Gender-Specific Acute Organ Toxicity during Intensified Preoperative Radiochemotherapy for Rectal Cancer

Abstract

Abstract Learning Objectives After completing this course, the reader will be able to: Describe present strategies of treatment of locally advanced rectal cancer and ongoing clinical trials, including neoadjuvant radiochemotherapy with 50.4 Gy and concomitant 5-FU +/− oxaliplatin.Define the basic clinical parameters, with special emphasis on gender and BMI, correlating with radiochemotherapy-associated side effects in rectal cancer patients and differences in severity of toxicity. CME This article is available for continuing medical education credit at CME.TheOncologist.com Patients with locally advanced rectal cancer (cUICC stages II/III) are typically treated with preoperative 5-fluorouracil–based (5-FU–based) radiochemotherapy (RCT). However, trials are currently being conducted to improve the complete remission rates and the systemic control by combining 5-FU with oxaliplatin. The primary objective was to identify the subgroups of rectal cancer patients who were at risk for high-grade toxicity.
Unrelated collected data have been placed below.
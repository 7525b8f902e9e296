use thiserror::Error;

/// Errors surfaced by the export pipeline.
///
/// The last five variants map one-to-one onto the terminal failure markers an
/// export can leave behind on the source collection; everything else is an
/// unexpected failure that clears all markers on the way out.
#[derive(Error, Debug)]
pub enum ExportError {
    #[error("Configuration error: {0}")]
    Config(String),

    #[error("IO error: {0}")]
    Io(#[from] std::io::Error),

    #[error("HTTP error: {0}")]
    Http(#[from] reqwest::Error),

    #[error("Serialization error: {0}")]
    Serialization(#[from] serde_json::Error),

    #[error("Source store error: {0}")]
    Store(String),

    #[error("Archive error: {0}")]
    Archive(String),

    #[error("Member path collision: {0}")]
    PathCollision(String),

    #[error("Dataset creation rejected: {0}")]
    DatasetRejected(String),

    #[error("No deposit target: {0}")]
    DatasetUnknown(String),

    #[error("Upload failed: {0}")]
    UploadFailed(String),

    #[error("Upload corrupted: {0}")]
    UploadCorrupted(String),

    #[error("Review request failed: {0}")]
    ReviewFailed(String),
}
//! Streaming tar encoder.
//!
//! Tar headers carry the member size up front, so each member is opened with
//! the size the tree walk reported. A file that changes size while it is
//! being read cannot produce a well-formed archive and fails the pass.
//! Headers are pinned to mtime 0 and fixed ownership so repeated passes over
//! the same tree emit identical bytes.

use tar::{EntryType, Header};
use tokio::io::{AsyncWrite, AsyncWriteExt};
use tracing::trace;

use super::sink::CountingWriter;
use crate::utils::errors::ExportError;

const BLOCK: usize = 512;
// classic header name field
const NAME_FIELD: usize = 100;
const LONG_LINK_NAME: &str = "././@LongLink";

struct OpenTarMember {
    path: String,
    declared: u64,
    written: u64,
}

/// Forward-only tar writer with the same member cadence as the zip encoder.
pub struct TarEncoder<W> {
    out: CountingWriter<W>,
    member: Option<OpenTarMember>,
}

impl<W: AsyncWrite + Unpin + Send> TarEncoder<W> {
    pub fn new(writer: W) -> Self {
        Self {
            out: CountingWriter::new(writer),
            member: None,
        }
    }

    /// Open the next member. `size` must be the exact number of data bytes
    /// that will follow.
    pub async fn begin_member(&mut self, path: &str, size: u64) -> crate::Result<()> {
        if self.member.is_some() {
            return Err(ExportError::Archive(
                "previous tar member not finished".to_string(),
            ));
        }
        if path.len() > NAME_FIELD {
            self.write_long_name(path).await?;
        }
        let mut header = Header::new_gnu();
        header
            .set_path(truncate_name(path))
            .map_err(|e| ExportError::Archive(format!("tar path rejected: {e}")))?;
        header.set_size(size);
        fill_fixed_fields(&mut header);
        header.set_cksum();
        self.out.write_all(header.as_bytes()).await?;
        self.member = Some(OpenTarMember {
            path: path.to_string(),
            declared: size,
            written: 0,
        });
        trace!(path, size, "tar member opened");
        Ok(())
    }

    // GNU long-name entry: a synthetic member whose data is the full path
    async fn write_long_name(&mut self, path: &str) -> crate::Result<()> {
        let name = path.as_bytes();
        let mut header = Header::new_gnu();
        header
            .set_path(LONG_LINK_NAME)
            .map_err(|e| ExportError::Archive(format!("tar long name rejected: {e}")))?;
        header.set_entry_type(EntryType::GNULongName);
        header.set_size(name.len() as u64 + 1);
        fill_fixed_fields(&mut header);
        header.set_cksum();
        self.out.write_all(header.as_bytes()).await?;
        self.out.write_all(name).await?;
        self.out.write_all(&[0]).await?;
        self.pad_block(name.len() + 1).await?;
        Ok(())
    }

    pub async fn write_member_data(&mut self, data: &[u8]) -> crate::Result<()> {
        let member = self
            .member
            .as_mut()
            .ok_or_else(|| ExportError::Archive("no open tar member".to_string()))?;
        member.written += data.len() as u64;
        if member.written > member.declared {
            return Err(ExportError::Archive(format!(
                "{} grew past its declared {} bytes while being read",
                member.path, member.declared
            )));
        }
        self.out.write_all(data).await?;
        Ok(())
    }

    pub async fn finish_member(&mut self) -> crate::Result<()> {
        let member = self
            .member
            .take()
            .ok_or_else(|| ExportError::Archive("no open tar member".to_string()))?;
        if member.written != member.declared {
            return Err(ExportError::Archive(format!(
                "{} yielded {} bytes, header declared {}",
                member.path, member.written, member.declared
            )));
        }
        self.pad_block(member.declared as usize).await?;
        Ok(())
    }

    /// Emit the end-of-archive marker. Returns the total archive length and
    /// the underlying writer.
    pub async fn finish(mut self) -> crate::Result<(u64, W)> {
        if self.member.is_some() {
            return Err(ExportError::Archive(
                "tar member still open at finish".to_string(),
            ));
        }
        self.out.write_all(&[0u8; 2 * BLOCK]).await?;
        self.out.flush().await?;
        let total = self.out.written();
        Ok((total, self.out.into_inner()))
    }

    async fn pad_block(&mut self, data_len: usize) -> crate::Result<()> {
        let rem = data_len % BLOCK;
        if rem != 0 {
            self.out.write_all(&vec![0u8; BLOCK - rem]).await?;
        }
        Ok(())
    }
}

fn fill_fixed_fields(header: &mut Header) {
    header.set_mode(0o644);
    header.set_uid(0);
    header.set_gid(0);
    header.set_mtime(0);
}

// keep at most the classic header's 100 bytes, on a char boundary
fn truncate_name(path: &str) -> &str {
    if path.len() <= NAME_FIELD {
        return path;
    }
    let mut end = NAME_FIELD;
    while !path.is_char_boundary(end) {
        end -= 1;
    }
    &path[..end]
}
All 196 patients who were included in the present study were treated with 50.4 Gy and chemotherapy that included either 5-FU (n = 115) or 5-FU+oxaliplatin (n = 81). The preoperative RCT was followed by a total mesorectal excision and adjuvant chemotherapy. Acute toxicity was monitored weekly and a toxicity grade ≥3 (Common Toxicity Criteria) for a skin reaction, cystitis, proctitis, or enteritis was defined as high-grade acute organ toxicity. After RCT with 5-FU+oxaliplatin, complete tumor remission was achieved in 13.6% of the patients and in 11.3% after RCT with 5-FU alone. Complete irradiation dosages of 50.4 Gy were given to 99% (5-FU) and 95% (5-FU+oxaliplatin) of the patients. Concomitant chemotherapy was fully administered in 95% of the patients treated with 5-FU compared with the 84% of patients treated with 5-FU+oxaliplatin. A significantly higher proportion of acute organ toxicity was found in the patients who were treated with 5-FU+oxaliplatin compared with those who were treated with 5-FU. Additionally, women with a low body mass index were at the highest risk for acute organ toxicity. These results suggest that there are basic clinical parameters, such as gender and body mass index, that may be potential markers for generating individual risk profiles of RCT-induced toxicity.